People understand cancer but rarely understand invisible fluctuating chronic conditions. They believe a cancer diagnosis. They question diagnoses such as ‘chronic pain/fatigue/fibromyalgia’ (as examples).
The blame for not recovering or managing better is placed with the individual. Consequently their (our) experiences are underestimated, belittled and doubted.
My recent surgery* has heightened my awareness of this.
Even if my operation had been a standard procedure, it would still be a big deal to go through. Therefore to have it belittled or overlooked is very hard to experience.
There is an expectation that such a common procedure is easy to deal with for the individual. When it isn’t a standard version of that procedure this may be overlooked because it’s not life threatening and there’s a projected recovery timeframe.
Exceptions to these things are often played down and overlooked.

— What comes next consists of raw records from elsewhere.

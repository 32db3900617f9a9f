//! Stack growth for the recursive parts of the runtime.
//!
//! Both the reader (nested `(...)` and `[...]`) and the evaluator (nested
//! calls, function bodies calling functions) recurse once per level of
//! nesting in the user's source. Source text is untrusted, so every recursive
//! entry point runs its body through [`ensure_sufficient_stack`].
//!
//! On native targets the stack is grown on demand with `stacker`; on
//! `wasm32` the closure is simply called.

/// Remaining stack below which a new segment is allocated.
const RED_ZONE: usize = 128 * 1024;

/// Size of each newly allocated stack segment.
const SEGMENT_SIZE: usize = 2 * 1024 * 1024;

/// Run `f`, growing the stack first if less than the red zone remains.
///
/// ```text
/// fn read_items(&mut self, pos: Pos) -> Result<Vec<Form>, E> {
///     ensure_sufficient_stack(|| { /* may call read_items again */ })
/// }
/// ```
#[inline]
#[cfg(not(target_arch = "wasm32"))]
pub fn ensure_sufficient_stack<R>(f: impl FnOnce() -> R) -> R {
    stacker::maybe_grow(RED_ZONE, SEGMENT_SIZE, f)
}

/// `wasm32` manages its own stack.
#[inline]
#[cfg(target_arch = "wasm32")]
pub fn ensure_sufficient_stack<R>(f: impl FnOnce() -> R) -> R {
    f()
}
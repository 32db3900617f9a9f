//! Centralized error constructors for the evaluator.
//!
//! Every runtime error message is spelled out here, so the evaluator and the
//! primitives report the same failure the same way.

use gfu_diagnostic::{DumpError, E};
use gfu_ir::{Form, Sym};

use crate::{Val, G};

pub fn unknown_id(g: &G, sym: &Sym) -> E {
    g.error(format_args!("Unknown id: {sym}"))
}

pub fn not_callable(g: &G, val: &Val) -> E {
    g.error(format_args!("Not callable: {val}"))
}

/// `callee` received `got` arguments outside `min..=max`.
pub fn wrong_arg_count(g: &G, callee: &Val, min: usize, max: Option<usize>, got: usize) -> E {
    match max {
        Some(max) if max == min => g.error(format_args!(
            "Wrong number of arguments to {callee}: expected {min}, got {got}"
        )),
        Some(max) => g.error(format_args!(
            "Wrong number of arguments to {callee}: expected {min} to {max}, got {got}"
        )),
        None => g.error(format_args!(
            "Wrong number of arguments to {callee}: expected at least {min}, got {got}"
        )),
    }
}

pub fn not_iterable(g: &G, val: &Val) -> E {
    g.error(format_args!("Not iterable: {val}"))
}

pub fn expected_type(g: &G, expected: &str, val: &Val) -> E {
    g.error(format_args!("Expected {expected}: {val}"))
}

pub fn int_overflow(g: &G, op: &str) -> E {
    g.error(format_args!("Integer overflow in {op}"))
}

/// A primitive got syntax it cannot use, e.g. `(let x)`.
pub fn invalid_form(g: &G, what: &str, form: &Form) -> E {
    g.error(format_args!("Invalid {what}: {form}"))
}

pub fn dump_failed(g: &G, e: &DumpError) -> E {
    g.error(format_args!("Dump failed: {e}"))
}
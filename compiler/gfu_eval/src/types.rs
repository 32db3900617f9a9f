//! Type registry and the extension point for host-registered kinds.
//!
//! Built-in kinds dispatch by matching on [`Val`]; they still get a [`Meta`]
//! entry here so `(type x)` and embedders can name them. Host kinds implement
//! [`Type`] and are reached through virtual dispatch from [`Val::Ext`].
//!
//! [`Val`]: crate::Val
//! [`Val::Ext`]: crate::Val::Ext

use std::fmt;
use std::rc::Rc;

use gfu_diagnostic::DumpResult;
use gfu_ir::{BuiltinType, TypeId};
use rustc_hash::FxHashMap;

use crate::value::ExtVal;

/// Capability table of a host-registered value kind.
///
/// Both capabilities are required.
pub trait Type {
    /// Registry name, also how the type renders as a value.
    fn name(&self) -> &str;

    /// Truthiness of `val`, consulted by conditionals.
    fn is_truthy(&self, val: &ExtVal) -> bool;

    /// Render `val`.
    fn dump(&self, val: &ExtVal, out: &mut dyn fmt::Write) -> DumpResult;
}

struct MetaData {
    id: TypeId,
    name: Box<str>,
    ext: Option<Rc<dyn Type>>,
}

/// A registered type; also the payload of type values.
///
/// Cheap to clone. Two metas are equal when they carry the same [`TypeId`].
#[derive(Clone)]
pub struct Meta(Rc<MetaData>);

impl Meta {
    fn builtin(builtin: BuiltinType) -> Self {
        Meta(Rc::new(MetaData {
            id: builtin.type_id(),
            name: builtin.name().into(),
            ext: None,
        }))
    }

    fn extension(id: TypeId, ty: Rc<dyn Type>) -> Self {
        Meta(Rc::new(MetaData {
            id,
            name: ty.name().into(),
            ext: Some(ty),
        }))
    }

    #[inline]
    pub fn id(&self) -> TypeId {
        self.0.id
    }

    #[inline]
    pub fn name(&self) -> &str {
        &self.0.name
    }

    /// The capability table, for host kinds only.
    pub fn ext(&self) -> Option<&Rc<dyn Type>> {
        self.0.ext.as_ref()
    }
}

impl PartialEq for Meta {
    fn eq(&self, other: &Self) -> bool {
        self.0.id == other.0.id
    }
}

impl Eq for Meta {}

impl fmt::Debug for Meta {
    fn fmt(&self, f: &mut fmt::Formatter<'_>) -> fmt::Result {
        write!(f, "Meta({}, {:?})", self.0.name, self.0.id)
    }
}

/// Why [`TypeRegistry::register`] refused a type.
#[derive(Clone, Debug, PartialEq, Eq, thiserror::Error)]
pub enum RegisterError {
    #[error("duplicate type: {0}")]
    Duplicate(String),
    #[error("type registry is full")]
    Full,
}

/// All types known to one context, by name and by id.
pub struct TypeRegistry {
    by_name: FxHashMap<Box<str>, Meta>,
    by_id: Vec<Meta>,
}

impl TypeRegistry {
    /// A registry holding the eight built-in kinds, in [`TypeId`] order.
    pub fn new() -> Self {
        let mut registry = TypeRegistry {
            by_name: FxHashMap::default(),
            by_id: Vec::with_capacity(BuiltinType::ALL.len()),
        };
        for builtin in BuiltinType::ALL {
            registry.insert(Meta::builtin(builtin));
        }
        registry
    }

    fn insert(&mut self, meta: Meta) {
        debug_assert_eq!(meta.id().raw() as usize, self.by_id.len());
        self.by_name.insert(meta.name().into(), meta.clone());
        self.by_id.push(meta);
    }

    /// Register a host kind under its [`Type::name`].
    pub fn register(&mut self, ty: Rc<dyn Type>) -> Result<Meta, RegisterError> {
        if self.by_name.contains_key(ty.name()) {
            return Err(RegisterError::Duplicate(ty.name().to_owned()));
        }
        let raw = u32::try_from(self.by_id.len()).map_err(|_| RegisterError::Full)?;
        let meta = Meta::extension(TypeId::new(raw), ty);
        tracing::debug!(name = meta.name(), id = raw, "registered type");
        self.insert(meta.clone());
        Ok(meta)
    }

    pub fn get(&self, name: &str) -> Option<&Meta> {
        self.by_name.get(name)
    }

    pub fn by_id(&self, id: TypeId) -> Option<&Meta> {
        self.by_id.get(id.raw() as usize)
    }

    /// Meta of a built-in kind. Always present.
    pub fn builtin(&self, builtin: BuiltinType) -> Meta {
        match self.by_id(builtin.type_id()) {
            Some(meta) => meta.clone(),
            None => Meta::builtin(builtin),
        }
    }

    pub fn len(&self) -> usize {
        self.by_id.len()
    }

    pub fn is_empty(&self) -> bool {
        self.by_id.is_empty()
    }
}

impl Default for TypeRegistry {
    fn default() -> Self {
        Self::new()
    }
}
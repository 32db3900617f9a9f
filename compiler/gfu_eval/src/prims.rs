//! Core primitives bound in every root environment.
//!
//! Just enough to drive the evaluator: sequencing, branching, local
//! bindings, functions, type inspection, output and integer arithmetic.

use std::rc::Rc;

use gfu_diagnostic::{Dump, E};
use gfu_ir::{Form, FormKind, Sym};

use crate::errors;
use crate::eval::{eval_args, eval_form, eval_forms};
use crate::value::{Closure, Fun, Prim, PrimFn};
use crate::{Env, Val, G};

/// `(name, min_args, max_args, implementation)`
const CORE: &[(&str, usize, Option<usize>, PrimFn)] = &[
    ("do", 0, None, prim_do),
    ("if", 2, Some(3), prim_if),
    ("let", 1, None, prim_let),
    ("fun", 1, None, prim_fun),
    ("type", 1, Some(1), prim_type),
    ("dump", 0, None, prim_dump),
    ("+", 0, None, prim_add),
    ("-", 1, None, prim_sub),
    ("=", 1, None, prim_eq),
];

/// Bind every core primitive in `env`.
pub(crate) fn install(g: &G, env: &Env) {
    for &(name, min, max, imp) in CORE {
        let prim = Prim::new(name, min, max, imp);
        env.define(&g.intern(name), Val::Prim(Rc::new(prim)));
    }
}

/// `(do forms...)`
fn prim_do(g: &G, args: &[Form], env: &Env) -> Result<Val, E> {
    eval_forms(g, args, env)
}

/// `(if cond then else?)`
fn prim_if(g: &G, args: &[Form], env: &Env) -> Result<Val, E> {
    if eval_form(g, &args[0], env)?.is_truthy() {
        eval_form(g, &args[1], env)
    } else {
        match args.get(2) {
            Some(alt) => eval_form(g, alt, env),
            None => Ok(g.nil()),
        }
    }
}

/// `(let [id val ...] body...)`
///
/// Bindings are sequential; each value sees the ones before it.
fn prim_let(g: &G, args: &[Form], env: &Env) -> Result<Val, E> {
    let bindings = &args[0];
    let pairs = match &bindings.kind {
        FormKind::Vec(items) if items.len() % 2 == 0 => items,
        _ => return Err(errors::invalid_form(g, "let bindings", bindings)),
    };
    let frame = env.child();
    for pair in pairs.chunks_exact(2) {
        let Some(sym) = pair[0].as_id() else {
            return Err(errors::invalid_form(g, "let binding", &pair[0]));
        };
        let val = eval_form(g, &pair[1], &frame)?;
        frame.define(sym, val);
    }
    eval_forms(g, &args[1..], &frame)
}

/// `(fun name? (params... rest..?) body...)`
///
/// A named function is also bound in the current environment, which makes
/// recursion work. The binding does not keep the environment alive.
fn prim_fun(g: &G, args: &[Form], env: &Env) -> Result<Val, E> {
    let (name, args) = match args[0].as_id() {
        Some(sym) => (Some(sym.clone()), &args[1..]),
        None => (None, args),
    };
    let Some((params_form, body)) = args.split_first() else {
        return Err(g.error("Missing fun params"));
    };
    let (params, rest) = parse_params(g, params_form)?;

    let fun = Fun {
        name: name.clone(),
        params,
        rest,
        body: body.into(),
    };
    let fun = Val::Fun(Closure::new(fun, env.clone()));
    if let Some(sym) = &name {
        env.define(sym, fun.clone());
    }
    Ok(fun)
}

fn parse_params(g: &G, form: &Form) -> Result<(Vec<Sym>, Option<Sym>), E> {
    let FormKind::Expr(items) = &form.kind else {
        return Err(errors::invalid_form(g, "fun params", form));
    };
    let mut params = Vec::with_capacity(items.len());
    let mut rest = None;
    for (i, item) in items.iter().enumerate() {
        match &item.kind {
            FormKind::Id(sym) => params.push(sym.clone()),
            FormKind::Splat(inner) if i + 1 == items.len() => match inner.as_id() {
                Some(sym) => rest = Some(sym.clone()),
                None => return Err(errors::invalid_form(g, "rest param", item)),
            },
            _ => return Err(errors::invalid_form(g, "fun param", item)),
        }
    }
    Ok((params, rest))
}

/// `(type x)`
fn prim_type(g: &G, args: &[Form], env: &Env) -> Result<Val, E> {
    let val = eval_form(g, &args[0], env)?;
    Ok(Val::Meta(g.type_of(&val)))
}

/// `(dump vals...)` writes the renderings, space separated, as one line.
fn prim_dump(g: &G, args: &[Form], env: &Env) -> Result<Val, E> {
    let vals = eval_args(g, args, env)?;
    let mut line = String::new();
    for (i, val) in vals.iter().enumerate() {
        if i > 0 {
            line.push(' ');
        }
        val.dump(&mut line).map_err(|e| errors::dump_failed(g, &e))?;
    }
    g.out().writeln(&line);
    g.out().flush();
    Ok(g.nil())
}

fn ints(g: &G, args: &[Form], env: &Env) -> Result<Vec<i64>, E> {
    eval_args(g, args, env)?
        .iter()
        .map(|val| val.as_int().ok_or_else(|| errors::expected_type(g, "Int", val)))
        .collect()
}

/// `(+ ints...)`
fn prim_add(g: &G, args: &[Form], env: &Env) -> Result<Val, E> {
    let mut sum: i64 = 0;
    for n in ints(g, args, env)? {
        sum = sum.checked_add(n).ok_or_else(|| errors::int_overflow(g, "+"))?;
    }
    Ok(Val::Int(sum))
}

/// `(- x)` negates, `(- x ys...)` subtracts from `x`.
fn prim_sub(g: &G, args: &[Form], env: &Env) -> Result<Val, E> {
    let ns = ints(g, args, env)?;
    let Some((&first, rest)) = ns.split_first() else {
        return Ok(Val::Int(0));
    };
    let result = if rest.is_empty() {
        first.checked_neg()
    } else {
        rest.iter().try_fold(first, |acc, &n| acc.checked_sub(n))
    };
    result
        .map(Val::Int)
        .ok_or_else(|| errors::int_overflow(g, "-"))
}

/// `(= x ys...)` is `T` when every value equals `x`.
fn prim_eq(g: &G, args: &[Form], env: &Env) -> Result<Val, E> {
    let vals = eval_args(g, args, env)?;
    let eq = match vals.split_first() {
        Some((first, rest)) => rest.iter().all(|v| v.is_eq(first)),
        None => true,
    };
    Ok(g.bool_val(eq))
}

It is the individual failing to recover, or seeking sympathy, after-all.
Am I failing because the breaks in my femur are not healing? No. This is not my fault. However, I am conscious that rather than continuing on that projected recovery pathway, I feel that in fact I am struggling increasingly with every week that passes.
This is because I am trying to work again, along with everything else in life like feeding cats and doing laundry. I rely on supermarket deliveries for shopping and ready meals (when I do bother to eat something besides crisps and chocolate). I struggle to make it into work and leave the house only for this purpose. The exhaustion, tiredness and pain are overwhelming at times. In truth, I have never felt more disabled in my life.
However, the expectation is that things will be getting easier for me. The pain less, mobility greater, etc. So people stop asking how I am, offering support. The comments of ‘it will get easier’ have run dry. Yet I need them more than ever.
*I had complex revision hip replacement surgery. It entailed a pelvic osteotomy to lower my left hip by an inch, regaining height lost 15 yrs ago and putting mechanics back to how they ought to have been (meaning my body is adjusting to changes of mechanics which is proving tricky). It also entailed multiple breaks to the femur in order to extract the femoral shaft. It was wired together to secure the new hip in place. I lost a couple of litres of blood during the 5 hr op and it was described by staff as ‘a hell of an op’. Almost 4 months on I am still not supposed to be putting weight through the leg for fear that the breaks will fracture as they’re not healing. The surgeon commented that there is a need to consider the next 20-30 years rather than the more immediate future.